In 1997, the single "Ô mon ami, veuille le dire encore " was recorded by the Laplante-Duval duo on the CD l'Opérette française. The same excerpt is incorporated into their recital and was sung on their European tour.

Besides the publication of the libretto, nothing was published from this work by the author during his lifetime.

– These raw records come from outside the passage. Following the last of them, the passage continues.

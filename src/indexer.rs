//! High-level indexing API, the primary embedding surface.
//!
//! ```no_run
//! use lzindex::indexer::create_index;
//! use lzindex::index::load_index;
//!
//! let summary = create_index("access.log.lzo")?;
//! println!("{} blocks -> {}", summary.index.len(), summary.index_path.display());
//!
//! let index = load_index("access.log.lzo.index")?;
//! assert_eq!(index, summary.index);
//! # Ok::<(), Box<dyn std::error::Error>>(())
//! ```
//!
//! An index file is published only when the scan reaches the end-of-stream
//! sentinel.  It is written to a temporary file next to the source and renamed
//! into place, so readers never observe a partial index.  A failed run also
//! removes any index left over from an earlier run for the same source.

use std::ffi::OsString;
use std::fs::{self, File};
use std::io::{self, BufWriter, Read, Seek, Write};
use std::path::{Path, PathBuf};

use log::{info, warn};
use tempfile::NamedTempFile;

use crate::error::Result;
use crate::format::VersionGate;
use crate::header::Header;
use crate::index::{load_index, BlockIndex};
use crate::scanner::BlockScanner;

/// Suffix appended to the source file name.
pub const DEFAULT_INDEX_SUFFIX: &str = ".index";

/// Mode of published index files.  Applied as is; the umask plays no part.
#[cfg(unix)]
pub const INDEX_FILE_MODE: u32 = 0o644;

// ── IndexOptions ──────────────────────────────────────────────────────────────

/// Configuration for [`create_index_with`].
#[derive(Debug, Clone, PartialEq, Eq)]
pub struct IndexOptions {
    /// Which version drives the optional header fields.
    pub gate: VersionGate,
    /// Appended to the full source file name to name the index file.
    pub suffix: String,
}

impl Default for IndexOptions {
    fn default() -> Self {
        Self { gate: VersionGate::Declared, suffix: DEFAULT_INDEX_SUFFIX.to_owned() }
    }
}

// ── Results ───────────────────────────────────────────────────────────────────

/// A fully scanned stream.
#[derive(Debug, Clone)]
pub struct IndexedStream {
    pub header: Header,
    pub index: BlockIndex,
    /// Offset of the end-of-stream sentinel.
    pub sentinel_offset: u64,
}

/// Outcome of [`create_index_with`].
#[derive(Debug, Clone)]
pub struct IndexSummary {
    pub source: PathBuf,
    pub index_path: PathBuf,
    pub header: Header,
    pub index: BlockIndex,
}

// ── Operations ────────────────────────────────────────────────────────────────

/// Parse the header and scan every block of `reader`, which must be at
/// offset 0.
///
/// The scanner seeks once per block, so pass an unbuffered reader such as a
/// `File`.
pub fn index_stream<R: Read + Seek>(mut reader: R, gate: VersionGate) -> Result<IndexedStream> {
    let header = Header::read(&mut reader, gate)?;
    let mut scanner = BlockScanner::new(&mut reader, header.checksum_counts());
    scanner.scan_to_end()?;
    let sentinel_offset = scanner.position().unwrap_or(header.encoded_len() as u64);
    let index = BlockIndex::new(scanner.into_offsets());
    Ok(IndexedStream { header, index, sentinel_offset })
}

/// `a.lzo` → `a.lzo.index` (for the default suffix).
pub fn index_path_for<P: AsRef<Path>>(source: P, suffix: &str) -> PathBuf {
    let mut name: OsString = source.as_ref().as_os_str().to_owned();
    name.push(suffix);
    PathBuf::from(name)
}

pub fn create_index<P: AsRef<Path>>(source: P) -> Result<IndexSummary> {
    create_index_with(source, &IndexOptions::default())
}

/// Index `source` and write `<source><suffix>`, replacing any existing file.
pub fn create_index_with<P: AsRef<Path>>(source: P, opts: &IndexOptions) -> Result<IndexSummary> {
    let source = source.as_ref();
    let index_path = index_path_for(source, &opts.suffix);

    match build_and_publish(source, &index_path, opts) {
        Ok(summary) => {
            info!(
                "indexed {}: {} block(s) -> {}",
                source.display(),
                summary.index.len(),
                index_path.display()
            );
            Ok(summary)
        }
        Err(e) => {
            warn!("indexing {} failed: {e}", source.display());
            discard_stale(&index_path);
            Err(e)
        }
    }
}

/// Rescan `source` and compare against its existing index file.
pub fn verify_index<P: AsRef<Path>>(source: P, opts: &IndexOptions) -> Result<bool> {
    let source = source.as_ref();
    let on_disk = load_index(index_path_for(source, &opts.suffix))?;
    let fresh = index_stream(File::open(source)?, opts.gate)?.index;
    if on_disk != fresh {
        warn!(
            "{}: index has {} entries, scan found {} block(s)",
            source.display(),
            on_disk.len(),
            fresh.len()
        );
    }
    Ok(on_disk == fresh)
}

/// Index several files.  Each file gets its own stream, so with the
/// `parallel` feature they are processed concurrently.
pub fn index_many(sources: &[PathBuf], opts: &IndexOptions) -> Vec<(PathBuf, Result<IndexSummary>)> {
    #[cfg(feature = "parallel")]
    {
        use rayon::prelude::*;

        sources
            .par_iter()
            .map(|src| (src.clone(), create_index_with(src, opts)))
            .collect()
    }

    #[cfg(not(feature = "parallel"))]
    {
        sources
            .iter()
            .map(|src| (src.clone(), create_index_with(src, opts)))
            .collect()
    }
}

// ── helpers ───────────────────────────────────────────────────────────────────

fn build_and_publish(source: &Path, index_path: &Path, opts: &IndexOptions) -> Result<IndexSummary> {
    let stream = index_stream(File::open(source)?, opts.gate)?;
    publish(&stream.index, index_path)?;
    Ok(IndexSummary {
        source: source.to_owned(),
        index_path: index_path.to_owned(),
        header: stream.header,
        index: stream.index,
    })
}

fn publish(index: &BlockIndex, index_path: &Path) -> Result<()> {
    let dir = match index_path.parent() {
        Some(p) if !p.as_os_str().is_empty() => p,
        _ => Path::new("."),
    };
    let mut tmp = NamedTempFile::new_in(dir)?;
    {
        let mut w = BufWriter::new(tmp.as_file_mut());
        index.write(&mut w)?;
        w.flush()?;
    }
    // Temp files are created owner-only.
    #[cfg(unix)]
    {
        use std::os::unix::fs::PermissionsExt;
        tmp.as_file().set_permissions(fs::Permissions::from_mode(INDEX_FILE_MODE))?;
    }
    tmp.as_file().sync_all()?;
    tmp.persist(index_path).map_err(|e| e.error)?;
    Ok(())
}

fn discard_stale(index_path: &Path) {
    match fs::remove_file(index_path) {
        Ok(()) => warn!("removed stale index {}", index_path.display()),
        Err(e) if e.kind() == io::ErrorKind::NotFound => {}
        Err(e) => warn!("could not remove stale index {}: {e}", index_path.display()),
    }
}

In 2000 the Nouveau théâtre musical in collaboration with the Société des amis d'Ulric Voyer published the score and arrangements for voice and piano. The Nouveau théâtre musical also published in 2007, a few vocal scores: "Ronde de l'Ours Noir" for bass voice and piano, "Quel sublime décor" for baritone and piano, "Dans un petit village" for soprano and piano and "Dans l'abandon, les noirs regrets" for tenor and piano.

== Other works ==
- La duchesse en sabots: this one-act comic opera, featuring 45 extras, was performed on November 8 and 9, 1920 for the benefit of the parish church of Saint François d' Assise, in Quebec
- Petit Mouton: composed between 1920 and 1923, this comic opera in 4 acts was never created. A 144-page manuscript of orchestration is kept in the family archives, as well as some violin and voice scores.
- Triste réalité: on April 10 and 11, 1923, at the Académie de St-Sauveur, the dramatic 3 act work "Triste réalité", was performed at the Académie de St-Sauveur. The scene takes place in Saint-Sauveur (electoral district), in Quebec City and is interpreted by the Cercle dramatique Legault.
- Jean-Marie: on the same occasion, excerpts of the opera Jean-Marie, composed by J.-Ulric Voyer, were also presented. The libretto was written in association with Alfred Rousseau. François – Xavier Mercier, the tenor who directed this opera, remarked that " the plot is good, the scenes are well organised and the music is of an originality and a surprising truth. It is a real opera which I do not hesitate, he wrote, to place next to well known works.
- Mademoiselle de Lanaudière : this comic opera in 3 acts and 4 scenes was composed in 1930, but was never performed because of the untimely death of the composer. What survives is the libretto written by Henri Deyglun and the orchestration revised by G.-E. Lefebvre. A 205 page manuscript kept by Bibliothèque et Archives nationales du Québec and a 333-page manuscript kept in the family archives.

=== Published scores ===
At the beginning of his career, some scores were published, among whom "Si vous m'aimez un peu", a melody dedicated to A. B. (Alice Bédard), and "Prends garde à l'amour – Valse" published in 1913. In 1914, "Si tu savais" was published by John T. Hall Music and a sung waltz dedicated to Miss Alice Bédard "Je te dirais – Je t'aime" was published by the Éditions Le passe-temps of Montreal.

== Death ==
Voyer died unexpectedly at age 42, when he was struck by pulmonary congestion. He was survived by his wife, Alice Bédard and fifteen children, the youngest was nine months old.

On September 14, 2006, an epigraph, in memory of the composer, was affixed to the facade of the house he inhabited at 170 13th Street, in the Limoilou neighborhood of Quebec City.